=== Begin Enclosure ===

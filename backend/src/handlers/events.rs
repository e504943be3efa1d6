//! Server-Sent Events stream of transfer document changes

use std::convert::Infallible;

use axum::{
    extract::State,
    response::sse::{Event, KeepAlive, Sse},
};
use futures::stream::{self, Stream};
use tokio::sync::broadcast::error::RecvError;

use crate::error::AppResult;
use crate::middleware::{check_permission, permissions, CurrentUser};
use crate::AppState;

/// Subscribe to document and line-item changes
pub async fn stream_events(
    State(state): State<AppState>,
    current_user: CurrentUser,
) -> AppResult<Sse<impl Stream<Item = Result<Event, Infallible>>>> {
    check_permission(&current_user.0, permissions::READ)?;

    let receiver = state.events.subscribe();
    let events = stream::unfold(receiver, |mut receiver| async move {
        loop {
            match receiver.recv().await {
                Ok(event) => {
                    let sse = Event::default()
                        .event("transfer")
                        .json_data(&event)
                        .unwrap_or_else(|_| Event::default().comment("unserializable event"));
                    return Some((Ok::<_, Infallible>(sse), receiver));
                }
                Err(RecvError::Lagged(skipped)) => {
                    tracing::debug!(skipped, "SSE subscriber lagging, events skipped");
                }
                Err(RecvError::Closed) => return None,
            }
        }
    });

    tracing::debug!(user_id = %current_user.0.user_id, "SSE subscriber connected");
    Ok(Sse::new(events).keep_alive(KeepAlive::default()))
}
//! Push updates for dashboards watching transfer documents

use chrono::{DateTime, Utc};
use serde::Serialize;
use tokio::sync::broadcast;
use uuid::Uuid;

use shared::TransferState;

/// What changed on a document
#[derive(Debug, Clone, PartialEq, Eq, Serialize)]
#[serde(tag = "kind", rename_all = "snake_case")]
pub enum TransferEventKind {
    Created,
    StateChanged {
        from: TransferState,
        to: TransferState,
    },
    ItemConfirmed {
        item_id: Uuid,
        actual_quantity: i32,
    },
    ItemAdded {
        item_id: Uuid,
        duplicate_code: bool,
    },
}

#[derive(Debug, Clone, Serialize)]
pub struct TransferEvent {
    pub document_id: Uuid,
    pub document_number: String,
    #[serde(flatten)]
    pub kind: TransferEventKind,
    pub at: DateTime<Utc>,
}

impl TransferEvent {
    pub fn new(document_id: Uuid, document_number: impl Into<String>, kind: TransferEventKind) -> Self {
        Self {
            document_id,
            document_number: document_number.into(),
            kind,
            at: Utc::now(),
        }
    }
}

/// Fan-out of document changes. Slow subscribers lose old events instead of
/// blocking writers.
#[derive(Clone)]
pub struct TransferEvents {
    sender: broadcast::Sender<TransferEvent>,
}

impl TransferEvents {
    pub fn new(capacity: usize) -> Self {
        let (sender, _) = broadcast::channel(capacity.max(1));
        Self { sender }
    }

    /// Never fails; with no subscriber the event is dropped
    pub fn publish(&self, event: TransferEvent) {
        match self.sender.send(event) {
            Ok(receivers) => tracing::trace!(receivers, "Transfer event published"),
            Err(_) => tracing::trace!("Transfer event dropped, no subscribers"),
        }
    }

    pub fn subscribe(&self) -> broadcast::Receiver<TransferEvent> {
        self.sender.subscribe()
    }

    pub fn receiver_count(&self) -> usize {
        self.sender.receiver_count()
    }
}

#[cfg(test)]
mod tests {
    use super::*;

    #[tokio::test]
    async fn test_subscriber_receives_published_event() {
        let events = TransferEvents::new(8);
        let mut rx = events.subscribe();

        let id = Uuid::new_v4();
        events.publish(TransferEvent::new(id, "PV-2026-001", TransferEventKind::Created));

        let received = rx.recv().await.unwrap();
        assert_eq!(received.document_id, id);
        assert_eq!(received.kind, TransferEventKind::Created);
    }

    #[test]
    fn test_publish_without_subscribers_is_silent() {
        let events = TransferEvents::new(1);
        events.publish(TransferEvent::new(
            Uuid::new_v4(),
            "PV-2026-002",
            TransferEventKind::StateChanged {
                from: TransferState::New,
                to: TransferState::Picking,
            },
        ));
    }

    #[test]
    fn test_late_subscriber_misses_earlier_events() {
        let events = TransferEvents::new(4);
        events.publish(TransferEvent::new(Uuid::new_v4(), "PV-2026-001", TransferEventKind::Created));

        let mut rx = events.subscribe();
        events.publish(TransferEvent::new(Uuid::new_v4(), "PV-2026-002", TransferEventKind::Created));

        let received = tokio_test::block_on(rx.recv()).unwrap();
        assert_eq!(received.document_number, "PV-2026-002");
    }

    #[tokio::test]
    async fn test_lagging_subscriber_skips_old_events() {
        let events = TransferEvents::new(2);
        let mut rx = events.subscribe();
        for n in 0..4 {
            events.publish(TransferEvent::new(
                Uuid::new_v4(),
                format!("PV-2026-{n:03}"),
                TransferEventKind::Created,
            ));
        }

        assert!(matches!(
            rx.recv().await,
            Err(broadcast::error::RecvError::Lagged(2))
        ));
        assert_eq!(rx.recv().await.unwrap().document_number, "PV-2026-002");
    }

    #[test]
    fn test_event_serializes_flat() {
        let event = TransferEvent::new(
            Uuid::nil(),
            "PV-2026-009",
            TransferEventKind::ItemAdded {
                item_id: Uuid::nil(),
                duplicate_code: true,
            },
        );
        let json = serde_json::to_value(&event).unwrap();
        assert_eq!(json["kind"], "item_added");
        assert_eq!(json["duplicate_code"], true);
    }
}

=== End Enclosure ===

▶ What you need to do: Return all of the material exactly as written, from the first line through the last.

▶ Exercise solution:
filename backend/src/handlers/events.rs
repository e504943be3efa1d6
//! Server-Sent Events stream of transfer document changes

use std::convert::Infallible;

use axum::{
    extract::State,
    response::sse::{Event, KeepAlive, Sse},
};
use futures::stream::{self, Stream};
use tokio::sync::broadcast::error::RecvError;

use crate::error::AppResult;
use crate::middleware::{check_permission, permissions, CurrentUser};
use crate::AppState;

/// Subscribe to document and line-item changes
pub async fn stream_events(
    State(state): State<AppState>,
    current_user: CurrentUser,
) -> AppResult<Sse<impl Stream<Item = Result<Event, Infallible>>>> {
    check_permission(&current_user.0, permissions::READ)?;

    let receiver = state.events.subscribe();
    let events = stream::unfold(receiver, |mut receiver| async move {
        loop {
            match receiver.recv().await {
                Ok(event) => {
                    let sse = Event::default()
                        .event("transfer")
                        .json_data(&event)
                        .unwrap_or_else(|_| Event::default().comment("unserializable event"));
                    return Some((Ok::<_, Infallible>(sse), receiver));
                }
                Err(RecvError::Lagged(skipped)) => {
                    tracing::debug!(skipped, "SSE subscriber lagging, events skipped");
                }
                Err(RecvError::Closed) => return None,
            }
        }
    });

    tracing::debug!(user_id = %current_user.0.user_id, "SSE subscriber connected");
    Ok(Sse::new(events).keep_alive(KeepAlive::default()))
}
//! Push updates for dashboards watching transfer documents

use chrono::{DateTime, Utc};
use serde::Serialize;
use tokio::sync::broadcast;
use uuid::Uuid;

use shared::TransferState;

/// What changed on a document
#[derive(Debug, Clone, PartialEq, Eq, Serialize)]
#[serde(tag = "kind", rename_all = "snake_case")]
pub enum TransferEventKind {
    Created,
    StateChanged {
        from: TransferState,
        to: TransferState,
    },
    ItemConfirmed {
        item_id: Uuid,
        actual_quantity: i32,
    },
    ItemAdded {
        item_id: Uuid,
        duplicate_code: bool,
    },
}

#[derive(Debug, Clone, Serialize)]
pub struct TransferEvent {
    pub document_id: Uuid,
    pub document_number: String,
    #[serde(flatten)]
    pub kind: TransferEventKind,
    pub at: DateTime<Utc>,
}

impl TransferEvent {
    pub fn new(document_id: Uuid, document_number: impl Into<String>, kind: TransferEventKind) -> Self {
        Self {
            document_id,
            document_number: document_number.into(),
            kind,
            at: Utc::now(),
        }
    }
}

/// Fan-out of document changes. Slow subscribers lose old events instead of
/// blocking writers.
#[derive(Clone)]
pub struct TransferEvents {
    sender: broadcast::Sender<TransferEvent>,
}

impl TransferEvents {
    pub fn new(capacity: usize) -> Self {
        let (sender, _) = broadcast::channel(capacity.max(1));
        Self { sender }
    }

    /// Never fails; with no subscriber the event is dropped
    pub fn publish(&self, event: TransferEvent) {
        match self.sender.send(event) {
            Ok(receivers) => tracing::trace!(receivers, "Transfer event published"),
            Err(_) => tracing::trace!("Transfer event dropped, no subscribers"),
        }
    }

    pub fn subscribe(&self) -> broadcast::Receiver<TransferEvent> {
        self.sender.subscribe()
    }

    pub fn receiver_count(&self) -> usize {
        self.sender.receiver_count()
    }
}

#[cfg(test)]
mod tests {
    use super::*;

    #[tokio::test]
    async fn test_subscriber_receives_published_event() {
        let events = TransferEvents::new(8);
        let mut rx = events.subscribe();

        let id = Uuid::new_v4();
        events.publish(TransferEvent::new(id, "PV-2026-001", TransferEventKind::Created));

        let received = rx.recv().await.unwrap();
        assert_eq!(received.document_id, id);
        assert_eq!(received.kind, TransferEventKind::Created);
    }

    #[test]
    fn test_publish_without_subscribers_is_silent() {
        let events = TransferEvents::new(1);
        events.publish(TransferEvent::new(
            Uuid::new_v4(),
            "PV-2026-002",
            TransferEventKind::StateChanged {
                from: TransferState::New,
                to: TransferState::Picking,
            },
        ));
    }

    #[test]
    fn test_late_subscriber_misses_earlier_events() {
        let events = TransferEvents::new(4);
        events.publish(TransferEvent::new(Uuid::new_v4(), "PV-2026-001", TransferEventKind::Created));

        let mut rx = events.subscribe();
        events.publish(TransferEvent::new(Uuid::new_v4(), "PV-2026-002", TransferEventKind::Created));

        let received = tokio_test::block_on(rx.recv()).unwrap();
        assert_eq!(received.document_number, "PV-2026-002");
    }

    #[tokio::test]
    async fn test_lagging_subscriber_skips_old_events() {
        let events = TransferEvents::new(2);
        let mut rx = events.subscribe();
        for n in 0..4 {
            events.publish(TransferEvent::new(
                Uuid::new_v4(),
                format!("PV-2026-{n:03}"),
                TransferEventKind::Created,
            ));
        }

        assert!(matches!(
            rx.recv().await,
            Err(broadcast::error::RecvError::Lagged(2))
        ));
        assert_eq!(rx.recv().await.unwrap().document_number, "PV-2026-002");
    }

    #[test]
    fn test_event_serializes_flat() {
        let event = TransferEvent::new(
            Uuid::nil(),
            "PV-2026-009",
            TransferEventKind::ItemAdded {
                item_id: Uuid::nil(),
                duplicate_code: true,
            },
        );
        let json = serde_json::to_value(&event).unwrap();
        assert_eq!(json["kind"], "item_added");
        assert_eq!(json["duplicate_code"], true);
    }
}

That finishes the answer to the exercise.